Selling your work

As a freelance journalist, you will always need to be actively seeking new opportunities and new contacts. You will need to get yourself and your work exposure. When starting out, freelance journalists want to write for the national newspapers and big publications but you should also consider smaller publications. If you start small, you are more likely to be successful in selling your work.

 

Research your clients

When it comes to finding the right publications you want to contribute to, you will need to know what you want to write, what interests you, and what can make you a success. It is in your best interest to research who you want to work for, collaborate with, and any other future opportunities that you may consider working on. There is a whole world out there, big and small companies wanting the chance to work with you and vice versa. Almost everyone wants to work with a big company at some point, glamorous magazines, and worldwide newspapers, but it is important to do your research to know what sort of company they are, how much you’ll get paid, and even how likely it will be to get weekly work.

Smaller publications are a great way to start for new freelance journalists, as they will most likely include regular work and be a great starting point to learn in your new role. You can find smaller publications online, through your local paper, University/college, or word of mouth. Make sure to also research the sector you want to write about and whether there is enough information and resources for you to get regular work from it and be able form your career in that particular sector.  When you have found what you want to write, research all the relevant publications. Then you will need to carry out some further research to find the most relevant person to contact.

 

How and who to contact to sell your journalism article?

You can contact publications directly, or expose yourself so that clients come to you. However, this will only likely happen when you have a notable amount of experience under your belt. There are a variety of people to contact about selling your work; and it is important to be open, authentic, and communicative to everyone involved in the selling process. Most of your work will go through the eyes of editors, with either a quick glance or a thorough look at your article/blog. There can be a long process for publication, with stories and articles taking between 1 week to 6 months to fully process and publish. This highlights the industry’s constant look for articles and how their busy schedules can impact how quickly they look at submitted work.

One way to approach a contact is to turn up in person and submit your ideas through their editors. This shows your eagerness to work for that particular publication. Don’t worry if your work gets put aside or it gets rejected, as it is a great opportunity to adapt your article and recycle the idea for other companies. One will eventually say yes.

One of the best ways to contact someone about your freelance journalism article is to email them directly. You are more likely to hear back from the publication and any feedback from your submission this way. This is your chance to send a short pitch explaining a little bit about you, your idea, and what you hope to achieve - short but effective. This will also give you an opportunity to display your portfolio, build contacts and get your name out there. Building contacts will give you the ability to network freely and create contacts to sell your work.

 

Build your portfolio

Starting freelance work for smaller publications will allow you to build a portfolio and show off your work to clients. For future articles, it is worth noting that building a portfolio is a successful way to gain client interest and to keep a record of any previous work that can relate to future projects.
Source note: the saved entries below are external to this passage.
//! Per-unit rebuild decisions.
//!
//! Checks run in a fixed order and the first that fires decides:
//!
//! 1. forced
//! 2. object missing
//! 3. flags hash differs from the recorded one (no record counts as differing)
//! 4. precompiled header newer than the object
//! 5. source missing or newer than the object
//! 6. any existing dependency from the unit's depfile newer than the object
//!
//! Otherwise the object is up to date. A missing or unparsable depfile only
//! means there is no dependency information; the other checks still apply.

use std::fmt;
use std::path::{Path, PathBuf};
use std::time::SystemTime;

use crate::depfile::Depfile;
use crate::hash::ContentHash;
use crate::metadata::{AuxFile, LibraryMetadata};
use crate::stamp;
use crate::units::CompilationUnit;

#[derive(Clone, Debug, PartialEq, Eq)]
pub enum RebuildReason {
    Forced,
    ObjectMissing,
    /// No usable metadata record from a previous build.
    NoMetadata,
    FlagsChanged,
    PchNewer,
    SourceMissing,
    SourceNewer,
    DependencyNewer(PathBuf),
}

impl fmt::Display for RebuildReason {
    fn fmt(&self, f: &mut fmt::Formatter<'_>) -> fmt::Result {
        match self {
            RebuildReason::Forced => f.write_str("forced rebuild"),
            RebuildReason::ObjectMissing => f.write_str("object file missing"),
            RebuildReason::NoMetadata => f.write_str("no build metadata"),
            RebuildReason::FlagsChanged => f.write_str("compiler flags changed"),
            RebuildReason::PchNewer => f.write_str("precompiled header is newer"),
            RebuildReason::SourceMissing => f.write_str("source file missing"),
            RebuildReason::SourceNewer => f.write_str("source is newer"),
            RebuildReason::DependencyNewer(dep) => {
                write!(f, "dependency '{}' is newer", dep.display())
            }
        }
    }
}

#[derive(Clone, Debug, PartialEq, Eq)]
pub enum Decision {
    Rebuild(RebuildReason),
    UpToDate,
}

impl Decision {
    pub fn needs_rebuild(&self) -> bool {
        matches!(self, Decision::Rebuild(_))
    }
}

/// Decides rebuilds for the units of one stage.
///
/// Built once per stage with the current flags hash and the stage's persisted
/// metadata, then queried per unit from any worker.
#[derive(Clone, Debug)]
pub struct DecisionEngine {
    flags_hash: ContentHash,
    recorded_flags: Option<ContentHash>,
    pch_modified: Option<SystemTime>,
    force: bool,
}

impl DecisionEngine {
    pub fn new(flags_hash: ContentHash, metadata: Option<&LibraryMetadata>) -> Self {
        DecisionEngine {
            flags_hash,
            recorded_flags: metadata.map(|m| m.flags_hash),
            pch_modified: None,
            force: false,
        }
    }

    /// Objects older than `pch` are stale.
    #[must_use]
    pub fn with_pch(mut self, pch: Option<&Path>) -> Self {
        self.pch_modified = pch.and_then(stamp::modified);
        self
    }

    #[must_use]
    pub fn with_force(mut self, force: bool) -> Self {
        self.force = force;
        self
    }

    pub fn decide(&self, unit: &CompilationUnit) -> Decision {
        match self.stale_reason(unit) {
            Some(reason) => Decision::Rebuild(reason),
            None => Decision::UpToDate,
        }
    }

    fn stale_reason(&self, unit: &CompilationUnit) -> Option<RebuildReason> {
        if self.force {
            return Some(RebuildReason::Forced);
        }
        let Some(object_time) = stamp::modified(&unit.object) else {
            return Some(RebuildReason::ObjectMissing);
        };
        match self.recorded_flags {
            None => return Some(RebuildReason::NoMetadata),
            Some(recorded) if recorded != self.flags_hash => {
                return Some(RebuildReason::FlagsChanged)
            }
            Some(_) => {}
        }
        if self.pch_modified.is_some_and(|pch| pch > object_time) {
            return Some(RebuildReason::PchNewer);
        }
        match stamp::modified(&unit.source) {
            None => return Some(RebuildReason::SourceMissing),
            Some(source_time) if source_time > object_time => {
                return Some(RebuildReason::SourceNewer)
            }
            Some(_) => {}
        }

        let depfile = match Depfile::read(&unit.depfile) {
            AuxFile::Present(depfile) => depfile,
            AuxFile::Missing => {
                tracing::debug!(unit = %unit.name(), "no depfile, skipping dependency check");
                return None;
            }
            AuxFile::Malformed(_) => return None,
        };
        let newer = depfile
            .existing_dependencies()
            .find(|dep| stamp::newer_than(dep, object_time))
            .map(|dep| RebuildReason::DependencyNewer(dep.to_path_buf()));
        newer
    }
}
When writing any content, whether you are following a brief or are trying to approach a publication with your own work, you need to remember the tone of voice and the length of your piece. You don’t need to write the whole article before selling your work, you can sell it based on a concept or even partly written. To create shorter and snappy pieces of writing to add to your portfolio, think about the various ways to publish your articles such as a column or blog. These will add to your portfolio and your creative style of writing, highlighting your varied approach to work. Make sure that your portfolio is up-to-date and has important case studies of your previous work.

 

Should I use a freelance directory?

Consider getting yourself on freelance directories, such as Freelance Directory. For a small fee, you can have a profile featuring your work attracting potential clients. By joining a freelance directory, you are given the opportunity to collaborate, connect and create.

You will be able to connect with other freelancers in a similar field to you, as well as freelancers who might want to collaborate with you on different skills and work on future projects together. You can highlight your skillset, discover different portfolios, and make yourself known online for work exposure. This will allow clients to find you, and enable you to find connections to build relationships with and hopefully sell your work to.

 

Selling your work may take some time due to the high volume of articles. But you should remember that eventually, with time, a publication will take you on. Research and take your time with finding the right fit for you, the company, and the number of articles you can be expected to publish.